» Exercise requirements: From the entries below, copy out all lines holding "layer".
(Exercise materials Opens)
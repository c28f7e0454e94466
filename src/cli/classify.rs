//! One-shot classification command

use anyhow::Result;

use super::ModelArgs;
use crate::engine::{Executor, TextClassifier};

/// Classify texts from the command line
pub async fn classify(args: ModelArgs, texts: Vec<String>) -> Result<()> {
    let config = args.load_config()?;

    let predictions = tokio::task::spawn_blocking(move || {
        let executor = Executor::load(&config)?;
        executor.classify(&texts)
    })
    .await??;

    for prediction in predictions {
        tracing::debug!("{} ({:.4})", prediction.label, prediction.score);
        println!("{}", prediction.label);
    }

    Ok(())
}
//! HTTP server command

use std::sync::Arc;

use anyhow::Result;

use super::ModelArgs;
use crate::engine::{Executor, TextClassifier};
use crate::server;

/// Start the inference server
pub async fn serve(args: ModelArgs, port: Option<u16>, host: Option<String>) -> Result<()> {
    let mut config = args.load_config()?;
    if let Some(port) = port {
        config.server.port = port;
    }
    if let Some(host) = host {
        config.server.host = host;
    }

    // Model load is blocking and must finish before the listener opens.
    let load_config = config.clone();
    let executor = tokio::task::spawn_blocking(move || -> Result<Executor> {
        let executor = Executor::load(&load_config)?;
        if load_config.inference.warmup {
            executor.warmup()?;
        }
        Ok(executor)
    })
    .await??;

    tracing::info!(
        "Labels: {}",
        executor.labels().iter().collect::<Vec<_>>().join(", ")
    );

    let classifier: Arc<dyn TextClassifier> = Arc::new(executor);
    server::start(classifier, config.server).await
}
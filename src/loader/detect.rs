//! Weights format and location detection

use std::path::{Path, PathBuf};

use anyhow::{anyhow, Result};

/// Detected weights format
#[derive(Debug, Clone, Copy, PartialEq, Eq)]
pub enum ModelFormat {
    /// SafeTensors format (HuggingFace standard)
    SafeTensors,
    /// PyTorch pickle checkpoint
    PyTorch,
    /// Keras HDF5 weights (`save_weights` of a TF model)
    Keras,
}

/// Detected weights location
#[derive(Debug, Clone)]
pub struct WeightsSource {
    /// Path to the model weights
    pub weights_path: PathBuf,
    /// Directory to search for config.json and tokenizer.json
    pub model_dir: PathBuf,
    /// Detected format
    pub format: ModelFormat,
}

/// Weights file names, in order of preference
const WEIGHTS_CANDIDATES: &[(&str, ModelFormat)] = &[
    ("tf_model.h5", ModelFormat::Keras),
    ("model.safetensors", ModelFormat::SafeTensors),
    ("pytorch_model.safetensors", ModelFormat::SafeTensors),
    ("pytorch_model.bin", ModelFormat::PyTorch),
];

/// Detect weights format and location from a path
///
/// The path can be:
/// - A directory containing model files
/// - A direct path to a .safetensors file
/// - A direct path to a .bin file
/// - A direct path to a Keras .h5 file
pub fn detect_weights<P: AsRef<Path>>(path: P) -> Result<WeightsSource> {
    let path = path.as_ref();

    if path.is_file() {
        let ext = path.extension().and_then(|e| e.to_str()).unwrap_or("");
        let format = match ext {
            "safetensors" => ModelFormat::SafeTensors,
            "bin" | "pt" | "pth" => ModelFormat::PyTorch,
            "h5" => ModelFormat::Keras,
            _ => return Err(anyhow!("Unsupported weights file format: .{}", ext)),
        };
        let model_dir = path
            .parent()
            .map(Path::to_path_buf)
            .unwrap_or_else(|| PathBuf::from("."));
        Ok(WeightsSource {
            weights_path: path.to_path_buf(),
            model_dir,
            format,
        })
    } else if path.is_dir() {
        detect_weights_in_directory(path)
    } else {
        Err(anyhow!("Model path does not exist: {}", path.display()))
    }
}

fn detect_weights_in_directory(dir: &Path) -> Result<WeightsSource> {
    for (name, format) in WEIGHTS_CANDIDATES {
        let candidate = dir.join(name);
        if candidate.is_file() {
            return Ok(WeightsSource {
                weights_path: candidate,
                model_dir: dir.to_path_buf(),
                format: *format,
            });
        }
    }

    Err(anyhow!(
        "No model weights found in {} (expected one of: {})",
        dir.display(),
        WEIGHTS_CANDIDATES
            .iter()
            .map(|(name, _)| *name)
            .collect::<Vec<_>>()
            .join(", ")
    ))
}
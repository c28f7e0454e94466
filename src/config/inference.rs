//! Inference configuration settings

use anyhow::{anyhow, Result};
use candle_core::Device;
use serde::{Deserialize, Serialize};

/// Device configuration for inference
#[derive(Debug, Clone, Serialize, Deserialize)]
#[serde(untagged)]
pub enum DeviceConfig {
    /// Simple device string (e.g., "cuda:0", "cpu")
    Simple(String),
    /// Detailed device configuration
    Detailed {
        /// Device type: "cuda", "cpu"
        device_type: String,
        /// Device ID (for multi-GPU)
        #[serde(default)]
        device_id: usize,
    },
}

impl Default for DeviceConfig {
    fn default() -> Self {
        DeviceConfig::Simple("cpu".to_string())
    }
}

impl DeviceConfig {
    /// Get device type ("cuda" or "cpu")
    pub fn device_type(&self) -> &str {
        match self {
            DeviceConfig::Simple(s) => {
                if s.starts_with("cuda") {
                    "cuda"
                } else {
                    "cpu"
                }
            }
            DeviceConfig::Detailed { device_type, .. } => device_type,
        }
    }

    /// Get device ID (for multi-GPU)
    pub fn device_id(&self) -> usize {
        match self {
            DeviceConfig::Simple(s) => s
                .strip_prefix("cuda:")
                .and_then(|id| id.parse().ok())
                .unwrap_or(0),
            DeviceConfig::Detailed { device_id, .. } => *device_id,
        }
    }

    /// Check if using CUDA
    pub fn is_cuda(&self) -> bool {
        self.device_type() == "cuda"
    }

    /// Open the candle device
    ///
    /// Fails when CUDA is requested but the binary was built without the
    /// `cuda` feature.
    pub fn open(&self) -> Result<Device> {
        if self.is_cuda() {
            Device::new_cuda(self.device_id())
                .map_err(|e| anyhow!("failed to open cuda:{}: {}", self.device_id(), e))
        } else {
            Ok(Device::Cpu)
        }
    }
}

/// Inference-specific configuration
#[derive(Debug, Clone, Serialize, Deserialize)]
pub struct InferenceConfig {
    /// Device configuration
    #[serde(default)]
    pub device: DeviceConfig,

    /// Data type for the weights (f32, f16, bf16)
    #[serde(default = "default_dtype")]
    pub dtype: String,

    /// Token budget per instance, special tokens included
    #[serde(default = "default_max_length")]
    pub max_length: usize,

    /// Run a dummy forward pass before accepting requests
    #[serde(default = "default_true")]
    pub warmup: bool,
}

fn default_dtype() -> String {
    "f32".to_string()
}

fn default_max_length() -> usize {
    512
}

fn default_true() -> bool {
    true
}

impl Default for InferenceConfig {
    fn default() -> Self {
        Self {
            device: DeviceConfig::default(),
            dtype: default_dtype(),
            max_length: default_max_length(),
            warmup: true,
        }
    }
}

#[cfg(test)]
mod tests {
    use super::*;

    #[test]
    fn test_device_strings() {
        let cpu = DeviceConfig::Simple("cpu".into());
        assert_eq!(cpu.device_type(), "cpu");
        assert!(!cpu.is_cuda());

        let gpu = DeviceConfig::Simple("cuda:1".into());
        assert!(gpu.is_cuda());
        assert_eq!(gpu.device_id(), 1);
    }

    #[test]
    fn test_detailed_device() {
        let device: DeviceConfig =
            serde_yaml::from_str("device_type: cuda\ndevice_id: 2").unwrap();
        assert!(device.is_cuda());
        assert_eq!(device.device_id(), 2);
    }

    #[test]
    fn test_open_cpu() {
        assert!(DeviceConfig::default().open().unwrap().is_cpu());
    }

    #[test]
    fn test_defaults() {
        let config = InferenceConfig::default();
        assert_eq!(config.max_length, 512);
        assert_eq!(config.dtype, "f32");
        assert!(config.warmup);
    }
}
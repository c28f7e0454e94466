//! Core inference engine
//!
//! This module provides the classification pipeline:
//! - Executor: tokenize, forward, softmax, argmax, label
//! - postprocess: logits to [`Prediction`]

mod executor;
pub mod postprocess;

pub use executor::{Executor, TextClassifier};
pub use postprocess::Prediction;
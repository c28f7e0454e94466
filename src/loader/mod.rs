//! Model loading utilities
//!
//! Resolves the files a classifier needs:
//! - fine-tuned weights, always local (Keras HDF5, SafeTensors or PyTorch)
//! - `config.json` and `tokenizer.json`, local when present, otherwise
//!   taken from the base model repo on the HuggingFace Hub

mod detect;
pub mod hub;
#[cfg(feature = "keras")]
pub mod keras;

pub use detect::{detect_weights, ModelFormat, WeightsSource};

use std::path::{Path, PathBuf};

use anyhow::{anyhow, Result};
use candle_core::{DType, Device};
use candle_nn::VarBuilder;

pub const CONFIG_FILE: &str = "config.json";
pub const TOKENIZER_FILE: &str = "tokenizer.json";

/// Everything needed to build an executor
#[derive(Debug, Clone)]
pub struct ModelFiles {
    pub weights: WeightsSource,
    pub config_path: PathBuf,
    pub tokenizer_path: PathBuf,
}

/// Resolve model files, falling back to the Hub repo `base_repo`
///
/// Weights are checked first so a missing checkpoint fails before any
/// network access.
pub fn resolve_model_files<P: AsRef<Path>>(path: P, base_repo: &str) -> Result<ModelFiles> {
    resolve_model_files_with(path, |filename| hub::fetch(base_repo, filename))
}

/// Resolve model files with a custom fetcher for missing files
pub fn resolve_model_files_with<P, F>(path: P, fetch: F) -> Result<ModelFiles>
where
    P: AsRef<Path>,
    F: Fn(&str) -> Result<PathBuf>,
{
    let weights = detect_weights(path)?;
    let locate = |filename: &str| -> Result<PathBuf> {
        let local = weights.model_dir.join(filename);
        if local.is_file() {
            Ok(local)
        } else {
            tracing::debug!(
                "{} not in {}, using the base model's copy",
                filename,
                weights.model_dir.display()
            );
            fetch(filename)
        }
    };

    let config_path = locate(CONFIG_FILE)?;
    let tokenizer_path = locate(TOKENIZER_FILE)?;

    Ok(ModelFiles {
        weights,
        config_path,
        tokenizer_path,
    })
}

/// Open the weights for building a model
pub fn var_builder(
    weights: &WeightsSource,
    dtype: DType,
    device: &Device,
) -> Result<VarBuilder<'static>> {
    let path = &weights.weights_path;
    let vb = match weights.format {
        // SAFETY: the file is memory-mapped read-only and must not be
        // modified while the server runs.
        ModelFormat::SafeTensors => unsafe {
            VarBuilder::from_mmaped_safetensors(&[path], dtype, device)
        },
        ModelFormat::PyTorch => VarBuilder::from_pth(path, dtype, device),
        ModelFormat::Keras => return keras_var_builder(path, dtype, device),
    };
    vb.map_err(|e| anyhow!("Failed to load weights {}: {}", path.display(), e))
}

#[cfg(feature = "keras")]
fn keras_var_builder(path: &Path, dtype: DType, device: &Device) -> Result<VarBuilder<'static>> {
    let tensors = keras::load_tensors(path)
        .map_err(|e| anyhow!("Failed to load weights {}: {:#}", path.display(), e))?;
    Ok(VarBuilder::from_tensors(tensors, dtype, device))
}

#[cfg(not(feature = "keras"))]
fn keras_var_builder(path: &Path, _dtype: DType, _device: &Device) -> Result<VarBuilder<'static>> {
    Err(anyhow!(
        "Cannot load {}: classr was built without the `keras` feature",
        path.display()
    ))
}

#[cfg(test)]
mod tests {
    use super::*;

    fn offline(filename: &str) -> Result<PathBuf> {
        Err(anyhow!("offline: {}", filename))
    }

    #[test]
    fn test_local_files() {
        let dir = tempfile::tempdir().unwrap();
        for name in ["model.safetensors", CONFIG_FILE, TOKENIZER_FILE] {
            std::fs::write(dir.path().join(name), b"{}").unwrap();
        }

        let files = resolve_model_files_with(dir.path(), offline).unwrap();
        assert_eq!(files.config_path, dir.path().join(CONFIG_FILE));
        assert_eq!(files.tokenizer_path, dir.path().join(TOKENIZER_FILE));
    }

    #[test]
    fn test_missing_files_are_fetched() {
        let dir = tempfile::tempdir().unwrap();
        std::fs::write(dir.path().join("model.safetensors"), b"").unwrap();
        std::fs::write(dir.path().join(CONFIG_FILE), b"{}").unwrap();

        let files = resolve_model_files_with(dir.path(), |name| {
            Ok(PathBuf::from("/hub/cache").join(name))
        })
        .unwrap();
        assert_eq!(files.config_path, dir.path().join(CONFIG_FILE));
        assert_eq!(
            files.tokenizer_path,
            PathBuf::from("/hub/cache/tokenizer.json")
        );
    }

    #[test]
    fn test_missing_weights_skip_fetch() {
        let dir = tempfile::tempdir().unwrap();
        let err = resolve_model_files_with(dir.path(), |_| -> Result<PathBuf> {
            panic!("fetch must not run without weights")
        })
        .unwrap_err();
        assert!(err.to_string().contains("No model weights found"));
    }

    #[test]
    fn test_fetch_error_propagates() {
        let dir = tempfile::tempdir().unwrap();
        std::fs::write(dir.path().join("model.safetensors"), b"").unwrap();
        let err = resolve_model_files_with(dir.path(), offline).unwrap_err();
        assert!(err.to_string().contains("offline: config.json"));
    }
}
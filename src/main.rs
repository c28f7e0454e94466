use anyhow::Result;
use clap::Parser;
use tracing_subscriber::{layer::SubscriberExt, util::SubscriberInitExt};

use classr::cli::{Cli, Commands};

#[tokio::main]
async fn main() -> Result<()> {
    // Initialize logging
    tracing_subscriber::registry()
        .with(
            tracing_subscriber::EnvFilter::try_from_default_env()
                .unwrap_or_else(|_| "classr=info,tower_http=debug".into()),
        )
        .with(tracing_subscriber::fmt::layer())
        .init();

    let cli = Cli::parse();

    match cli.command {
        Commands::Serve { model, port, host } => {
            classr::cli::serve(model, port, host).await?;
        }
        Commands::Classify { model, texts } => {
            classr::cli::classify(model, texts).await?;
        }
        Commands::Info { model } => {
            classr::cli::info(model).await?;
        }
        Commands::Pull {
            repo,
            output,
            weights,
        } => {
            classr::cli::pull(repo, output, weights).await?;
        }
    }

    Ok(())
}
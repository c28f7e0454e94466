//! Pull model files from HuggingFace Hub

use std::path::PathBuf;

use anyhow::Result;
use hf_hub::api::sync::Api;

use crate::config::ModelConfig;

/// Tokenizer and config files worth keeping next to the fine-tuned weights
const TOKENIZER_FILES: &[&str] = &[
    "config.json",
    "tokenizer.json",
    "tokenizer_config.json",
    "vocab.txt",
    "special_tokens_map.json",
];

/// Pull model files from HuggingFace Hub
///
/// Lets `serve` start without network access once the fine-tuned weights
/// are in place.
pub async fn pull(repo: String, output: Option<PathBuf>, weights: bool) -> Result<()> {
    let output_dir = output.unwrap_or_else(|| {
        ModelConfig {
            name: repo.clone(),
            dir: None,
        }
        .resolve_dir()
    });

    std::fs::create_dir_all(&output_dir)?;

    println!("Downloading from: {}", repo);
    println!("Downloading to: {}", output_dir.display());

    tokio::task::spawn_blocking(move || -> Result<()> {
        let api = Api::new()?;
        let repo_api = api.model(repo.clone());

        let mut files: Vec<&str> = TOKENIZER_FILES.to_vec();
        if weights {
            files.push("model.safetensors");
        }

        for filename in files {
            match repo_api.get(filename) {
                Ok(cached_path) => {
                    let dest = output_dir.join(filename);
                    std::fs::copy(&cached_path, &dest)?;
                    println!("  Downloaded: {}", filename);
                }
                Err(e) => {
                    tracing::warn!("Skipping {}: {}", filename, e);
                }
            }
        }

        println!("\nFiles downloaded to: {}", output_dir.display());
        Ok(())
    })
    .await?
}
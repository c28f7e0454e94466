//! API error responses

use axum::{
    http::StatusCode,
    response::{IntoResponse, Response},
    Json,
};
use serde::Serialize;
use thiserror::Error;

#[derive(Debug, Error)]
pub enum ApiError {
    /// Body absent, not JSON, or a falsy JSON value
    #[error("bad request")]
    BadRequest,

    /// JSON without the `instances[].text` shape
    #[error("malformed request: {0}")]
    Malformed(String),

    /// Tokenization or model failure on any instance
    #[error("inference failed: {0}")]
    Inference(String),
}

#[derive(Debug, Serialize)]
pub struct ErrorResponse {
    pub code: u16,
    pub message: String,
}

impl IntoResponse for ApiError {
    fn into_response(self) -> Response {
        match self {
            // Soft error: clients read `code` from a 200 response.
            ApiError::BadRequest => (
                StatusCode::OK,
                Json(ErrorResponse {
                    code: StatusCode::FORBIDDEN.as_u16(),
                    message: self.to_string(),
                }),
            )
                .into_response(),
            ApiError::Malformed(_) | ApiError::Inference(_) => {
                tracing::error!("{}", self);
                let status = StatusCode::INTERNAL_SERVER_ERROR;
                (
                    status,
                    Json(ErrorResponse {
                        code: status.as_u16(),
                        message: self.to_string(),
                    }),
                )
                    .into_response()
            }
        }
    }
}
//! HTTP request handlers

use std::sync::Arc;

use axum::{
    body::Bytes,
    extract::{Json, State},
    http::StatusCode,
    response::IntoResponse,
};
use serde::{Deserialize, Serialize};
use serde_json::Value;

use super::error::ApiError;
use crate::engine::TextClassifier;

/// Shared application state
pub struct AppState {
    pub classifier: Arc<dyn TextClassifier>,
}

impl AppState {
    pub fn new(classifier: Arc<dyn TextClassifier>) -> Self {
        Self { classifier }
    }
}

/// Liveness probe, independent of model state
pub async fn isalive() -> impl IntoResponse {
    StatusCode::OK
}

/// Classify every instance of the request body
///
/// The body is read as JSON whatever the `Content-Type`, on GET as well as
/// POST.
pub async fn predict(
    State(state): State<Arc<AppState>>,
    body: Bytes,
) -> Result<Json<PredictResponse>, ApiError> {
    let texts = parse_instances(&body)?;
    let classifier = Arc::clone(&state.classifier);

    let predictions = tokio::task::spawn_blocking(move || classifier.classify(&texts))
        .await
        .map_err(|e| ApiError::Inference(e.to_string()))?
        .map_err(|e| ApiError::Inference(format!("{:#}", e)))?;

    Ok(Json(PredictResponse {
        predictions: predictions.into_iter().map(|p| p.label).collect(),
    }))
}

fn parse_instances(body: &[u8]) -> Result<Vec<String>, ApiError> {
    let value: Value = serde_json::from_slice(body).map_err(|_| ApiError::BadRequest)?;
    if is_falsy(&value) {
        return Err(ApiError::BadRequest);
    }

    // `Value::get` is `None` on anything but an object, so arrays are
    // rejected at both levels.
    let instances = value
        .get("instances")
        .and_then(Value::as_array)
        .ok_or_else(|| ApiError::Malformed("expected an `instances` array".to_string()))?;

    instances
        .iter()
        .enumerate()
        .map(|(index, instance)| {
            instance
                .get("text")
                .and_then(Value::as_str)
                .map(str::to_string)
                .ok_or_else(|| {
                    ApiError::Malformed(format!("instance {} has no string `text`", index))
                })
        })
        .collect()
}

fn is_falsy(value: &Value) -> bool {
    match value {
        Value::Null => true,
        Value::Bool(b) => !b,
        Value::Number(n) => n.as_f64() == Some(0.0),
        Value::String(s) => s.is_empty(),
        Value::Array(a) => a.is_empty(),
        Value::Object(o) => o.is_empty(),
    }
}

// Response types

#[derive(Debug, Serialize, Deserialize)]
pub struct PredictResponse {
    pub predictions: Vec<String>,
}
(Exercise materials Closes)
» Solution to the problem:
use tracing_subscriber::{layer::SubscriberExt, util::SubscriberInitExt};
        .with(tracing_subscriber::fmt::layer())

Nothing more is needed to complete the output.